EXERCISE GOAL – Please print only the top portion of the entries below, ending with the line that contains "use tokio::sync::Mutex;", exactly as written.

*** Opening DATA TO PROCESS ***

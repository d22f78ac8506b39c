//! Admission gate
//!
//! Decides whether a ranked strategy produces a trade candidate this cycle.
//! The gate is the only non-deterministic step in the trading cycle, so it
//! sits behind the `SignalEvaluator` trait and can be swapped in tests.

use async_trait::async_trait;
use std::sync::Arc;
use tokio::sync::Mutex;

use super::randomization::Randomizer;
use super::types::Strategy;
use crate::pilot::{Pilot, TradeSide};

/// Outcome of evaluating a strategy's signal
#[derive(Debug, Clone, Copy, PartialEq, Eq)]
pub enum SignalDecision {
    Accept { side: TradeSide },
    Reject,
}

impl SignalDecision {
    pub fn is_accept(&self) -> bool {
        matches!(self, SignalDecision::Accept { .. })
    }
}

/// Trait for admission decision sources
///
/// The probabilistic evaluator is a placeholder for real market-signal
/// evaluation; implementations backed by live data plug in here.
#[async_trait]
pub trait SignalEvaluator: Send + Sync {
    /// Evaluator name for logging
    fn name(&self) -> &'static str;

    /// Decide whether `strategy` fires for `pilot` right now
    async fn evaluate(&self, strategy: &Strategy, pilot: &Pilot) -> SignalDecision;
}

/// Probability that a strategy's signal converts into a candidate
pub fn admission_probability(strategy: &Strategy, admission_factor: f64) -> f64 {
    (strategy.win_rate * admission_factor).clamp(0.0, 1.0)
}

/// Accepts with probability `win_rate * admission_factor`
pub struct ProbabilisticSignalEvaluator {
    admission_factor: f64,
    buy_bias: f64,
    randomizer: Arc<Mutex<Randomizer>>,
}

impl ProbabilisticSignalEvaluator {
    pub fn new(admission_factor: f64, buy_bias: f64, randomizer: Arc<Mutex<Randomizer>>) -> Self {
        Self {
            admission_factor,
            buy_bias,
            randomizer,
        }
    }
}

#[async_trait]
impl SignalEvaluator for ProbabilisticSignalEvaluator {
    fn name(&self) -> &'static str {
        "probabilistic"
    }

    async fn evaluate(&self, strategy: &Strategy, _pilot: &Pilot) -> SignalDecision {
        let probability = admission_probability(strategy, self.admission_factor);
        let mut rng = self.randomizer.lock().await;
        if !rng.should_act(probability) {
            return SignalDecision::Reject;
        }
        let side = if rng.should_act(self.buy_bias) {
            TradeSide::Buy
        } else {
            TradeSide::Sell
        };
        SignalDecision::Accept { side }
    }
}

/// Always returns the same decision. Used for dry runs and tests.
#[derive(Debug, Clone, Copy)]
pub struct FixedSignalEvaluator {
    decision: SignalDecision,
}

impl FixedSignalEvaluator {
    pub fn always(side: TradeSide) -> Self {
        Self {
            decision: SignalDecision::Accept { side },
        }
    }

    pub fn never() -> Self {
        Self {
            decision: SignalDecision::Reject,
        }
    }
}

#[async_trait]
impl SignalEvaluator for FixedSignalEvaluator {
    fn name(&self) -> &'static str {
        "fixed"
    }

    async fn evaluate(&self, _strategy: &Strategy, _pilot: &Pilot) -> SignalDecision {
        self.decision
    }
}

#[cfg(test)]
mod tests {
    use super::*;
    use crate::pilot::PilotPreferences;
    use crate::strategy::catalog::StrategyCatalog;

    #[test]
    fn test_admission_probability() {
        let catalog = StrategyCatalog::builtin();
        let strategy = catalog.get("crypto_momentum").unwrap();
        assert!((admission_probability(strategy, 0.1) - 0.052).abs() < 1e-12);
        assert_eq!(admission_probability(strategy, 5.0), 1.0);
    }

    #[tokio::test]
    async fn test_probabilistic_rate_tracks_win_rate() {
        let catalog = StrategyCatalog::builtin();
        let strategy = catalog.get("treasury_ladder").unwrap();
        let pilot = Pilot::new("u", 1000.0, &PilotPreferences::default());
        let evaluator =
            ProbabilisticSignalEvaluator::new(0.5, 0.5, Arc::new(Mutex::new(Randomizer::seeded(1))));

        let mut accepted = 0;
        for _ in 0..2000 {
            if evaluator.evaluate(strategy, &pilot).await.is_accept() {
                accepted += 1;
            }
        }
        // 0.92 * 0.5 = 0.46
        let rate = accepted as f64 / 2000.0;
        assert!(rate > 0.40 && rate < 0.52, "rate {}", rate);
    }

    #[tokio::test]
    async fn test_fixed_evaluator() {
        let catalog = StrategyCatalog::builtin();
        let strategy = &catalog.all()[0];
        let pilot = Pilot::new("u", 1000.0, &PilotPreferences::default());

        let always = FixedSignalEvaluator::always(TradeSide::Sell);
        assert_eq!(
            always.evaluate(strategy, &pilot).await,
            SignalDecision::Accept {
                side: TradeSide::Sell
            }
        );
        assert_eq!(
            FixedSignalEvaluator::never().evaluate(strategy, &pilot).await,
            SignalDecision::Reject
        );
    }
}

*** Closing DATA TO PROCESS ***

SOLUTION TO THE PROBLEM –
repository d22f78ac8506b39c
//! Admission gate
//!
//! Decides whether a ranked strategy produces a trade candidate this cycle.
//! The gate is the only non-deterministic step in the trading cycle, so it
//! sits behind the `SignalEvaluator` trait and can be swapped in tests.

use async_trait::async_trait;
use std::sync::Arc;
use tokio::sync::Mutex;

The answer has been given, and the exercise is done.